Monday, 6 November 2006: 5:30 PM
St. Louis AB (Adam's Mark Hotel)
Russell S. Schneider, NOAA/NWS Storm Prediction Center, Norman, OK; and A. R. Dean, S. J. Weiss, and P. D. Bothwell

Presentation PDF (520.8 kB)

Analysis of the mesoscale environments associated with observed severe convective storms can provide key insights into the character and predictability of severe storms, and the challenges to achieving successful forecasts. The NOAA Storm Prediction Center has begun efforts to create a database of severe storm environments for each severe weather report and to analyze these data with the goal of improving national severe weather forecasts. This portion of the broader effort focuses on analysis of estimated environments for all severe convective storms reported during the two year period 2004 and 2005.

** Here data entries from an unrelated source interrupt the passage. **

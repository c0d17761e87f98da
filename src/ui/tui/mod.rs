use std::sync::{Arc, Mutex};
use std::time::Duration;

use ftui::core::event::{Event, KeyCode, KeyEvent, KeyEventKind, Modifiers};
use ftui::core::geometry::Rect;
use ftui::layout::{Constraint, Flex};
use ftui::render::budget::FrameBudgetConfig;
use ftui::render::frame::Frame;
use ftui::runtime::WidgetRefreshConfig;
use ftui::text::{
    Line as FtLine, Span as FtSpan, Text as FtText, display_width as text_display_width,
};
use ftui::widgets::Widget;
use ftui::widgets::block::Block;
use ftui::widgets::borders::Borders;
use ftui::widgets::paragraph::Paragraph;
use ftui::{App, Cmd, Model, PackedRgba, ScreenMode, Style};
use ftui_extras::text_effects::{ColorGradient, StyledText, TextEffect};
use serde_json::Value;

use crate::application::palette::{self, Effect, Mode, Msg as CoreMsg, Theme, WarmStart};
use crate::application::runtime::{Dispatch, EffectRuntime};
use crate::application::sessions::SessionManager;
use crate::domain::{SessionInfo, SessionSpec};
use crate::infrastructure::event_log::{
    Event as LogEvent, EventLogger, effect_event, mode_change_event, msg_event,
};
use crate::infrastructure::process::reset_terminal;

mod keys;
use keys::{edit_query, key_name};
mod msg;
use msg::Msg;
mod update;
mod view;

const HEADER_HEIGHT: u16 = 1;
const INPUT_HEIGHT: u16 = 3;
const STATUS_HEIGHT: u16 = 1;
const ANIMATION_INTERVAL_MS: u64 = 100;

#[derive(Debug, Clone, Copy)]
struct UiTheme {
    base: PackedRgba,
    mantle: PackedRgba,
    crust: PackedRgba,
    surface0: PackedRgba,
    surface1: PackedRgba,
    overlay0: PackedRgba,
    text: PackedRgba,
    subtext0: PackedRgba,
    blue: PackedRgba,
    lavender: PackedRgba,
    yellow: PackedRgba,
    red: PackedRgba,
    peach: PackedRgba,
    mauve: PackedRgba,
    teal: PackedRgba,
}

fn ui_theme(theme: Theme) -> UiTheme {
    match theme {
        Theme::Mocha => UiTheme {
            base: PackedRgba::rgb(30, 30, 46),
            mantle: PackedRgba::rgb(24, 24, 37),
            crust: PackedRgba::rgb(17, 17, 27),
            surface0: PackedRgba::rgb(49, 50, 68),
            surface1: PackedRgba::rgb(69, 71, 90),
            overlay0: PackedRgba::rgb(108, 112, 134),
            text: PackedRgba::rgb(205, 214, 244),
            subtext0: PackedRgba::rgb(166, 173, 200),
            blue: PackedRgba::rgb(137, 180, 250),
            lavender: PackedRgba::rgb(180, 190, 254),
            yellow: PackedRgba::rgb(249, 226, 175),
            red: PackedRgba::rgb(243, 139, 168),
            peach: PackedRgba::rgb(250, 179, 135),
            mauve: PackedRgba::rgb(203, 166, 247),
            teal: PackedRgba::rgb(148, 226, 213),
        },
        Theme::Gruvbox => UiTheme {
            base: PackedRgba::rgb(40, 40, 40),
            mantle: PackedRgba::rgb(50, 48, 47),
            crust: PackedRgba::rgb(29, 32, 33),
            surface0: PackedRgba::rgb(60, 56, 54),
            surface1: PackedRgba::rgb(80, 73, 69),
            overlay0: PackedRgba::rgb(146, 131, 116),
            text: PackedRgba::rgb(235, 219, 178),
            subtext0: PackedRgba::rgb(213, 196, 161),
            blue: PackedRgba::rgb(131, 165, 152),
            lavender: PackedRgba::rgb(184, 187, 38),
            yellow: PackedRgba::rgb(250, 189, 47),
            red: PackedRgba::rgb(251, 73, 52),
            peach: PackedRgba::rgb(254, 128, 25),
            mauve: PackedRgba::rgb(211, 134, 155),
            teal: PackedRgba::rgb(142, 192, 124),
        },
    }
}

#[derive(Debug, Clone, Copy, PartialEq, Eq)]
struct ViewLayout {
    header: Rect,
    input: Rect,
    list: Rect,
    status: Rect,
}

/// What to do with the real terminal once the palette has left the
/// alternate screen.
#[derive(Debug, Clone, PartialEq, Eq)]
pub enum ExitAction {
    Quit,
    Open(SessionSpec),
    Attach(SessionInfo),
}

impl ExitAction {
    const fn kind(&self) -> &'static str {
        match self {
            Self::Quit => "quit",
            Self::Open(_) => "open_session",
            Self::Attach(_) => "attach_session",
        }
    }
}

type ExitSlot = Arc<Mutex<Option<ExitAction>>>;

struct PaletteApp {
    model: palette::Model,
    runtime: EffectRuntime,
    event_log: Box<dyn EventLogger>,
    exit: ExitSlot,
    animation_frame: usize,
}

impl PaletteApp {
    fn new(model: palette::Model, runtime: EffectRuntime, event_log: Box<dyn EventLogger>) -> Self {
        Self {
            model,
            runtime,
            event_log,
            exit: Arc::new(Mutex::new(None)),
            animation_frame: 0,
        }
    }

    fn exit_action(&self) -> Option<ExitAction> {
        self.exit.lock().ok().and_then(|slot| slot.clone())
    }
}

impl Model for PaletteApp {
    type Message = Msg;

    fn init(&mut self) -> Cmd<Self::Message> {
        self.init_model()
    }

    fn update(&mut self, msg: Msg) -> Cmd<Self::Message> {
        self.update_model(msg)
    }

    fn view(&self, frame: &mut Frame) {
        self.render_model(frame);
    }
}

/// Runs the palette until it exits, then restores the terminal and carries
/// out the exit action on it.
pub fn run(
    model: palette::Model,
    runtime: EffectRuntime,
    event_log: Box<dyn EventLogger>,
) -> std::io::Result<()> {
    let sessions = runtime.sessions();
    event_log.log(
        LogEvent::new("app", "started")
            .with_data("roots", Value::from(model.roots.len()))
            .with_data("theme", Value::from(model.theme.label())),
    );

    let app = PaletteApp::new(model, runtime, event_log);
    let exit = Arc::clone(&app.exit);
    App::new(app)
        .screen_mode(ScreenMode::AltScreen)
        .with_budget(FrameBudgetConfig::strict(Duration::from_millis(250)))
        .with_widget_refresh(WidgetRefreshConfig {
            enabled: false,
            ..WidgetRefreshConfig::default()
        })
        .run()?;

    let action = exit
        .lock()
        .ok()
        .and_then(|mut slot| slot.take())
        .unwrap_or(ExitAction::Quit);
    if !matches!(action, ExitAction::Quit) {
        reset_terminal().map_err(std::io::Error::other)?;
    }
    perform_exit(&action, sessions.as_ref()).map_err(std::io::Error::other)
}

fn perform_exit(action: &ExitAction, sessions: &dyn SessionManager) -> Result<(), String> {
    match action {
        ExitAction::Quit => Ok(()),
        ExitAction::Open(spec) => sessions.open_session(spec).map_err(|error| error.message()),
        ExitAction::Attach(session) => sessions
            .attach_session(&session.name)
            .map_err(|error| error.message()),
    }
}

#[cfg(test)]
mod tests;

The estimated environment for each severe report is based on hourly 40km horizontal resolution RUC analysis data above the surface combined with objectively analyzed surface observations using RUC surface conditions as a first guess. These grid point data are analyzed for a variety of kinematic, thermodynamic, and severe weather focused diagnostic fields using the NSHARP sounding analysis program. Environmental conditions are assigned from the nearest analysis grid point at the closest hourly time prior to the observed severe weather. For the two year period, this database contains environmental estimates for over 50,000 reports. The data are then stratified and analyzed based on report intensity, location, and environmental characteristics.

Preliminary results for the 25,000 reports observed during 2005 illuminate the diverse nature of the severe storm environmental parameter space. Bi-monthly and annual average continental United States plots of mean environmental conditions associated with subclasses of severe weather reports are used to more completely document the seasonally varying regional severe weather environments such as the southeast U.S. cool season low-CAPE / high shear tornado events, low-CAPE / high-shear events associated with warm season tropical systems, and low shear / high-CAPE “pulse-severe” warm season events. While statistical plots and national maps of reports associated with specific environments reaffirm some previous relationships, they also reveal new complexities and limitations of this knowledge when applied to forecasting severe storms nationwide. For example, the results indicate a strong association between significant tornadoes and environments with 100 mb mixed-layer CAPE less than 1200 Jkg-1, 0-6 km shear greater than 18ms-1, 0-1 km shear greater than 10ms-1, and LCL's less than 1000m. However, this multi-variant relationship becomes more complex for significant tornadoes occurring in environments with CAPE greater than 1500 Jkg-1, which are characterized by a much wider range of shear and LCL values.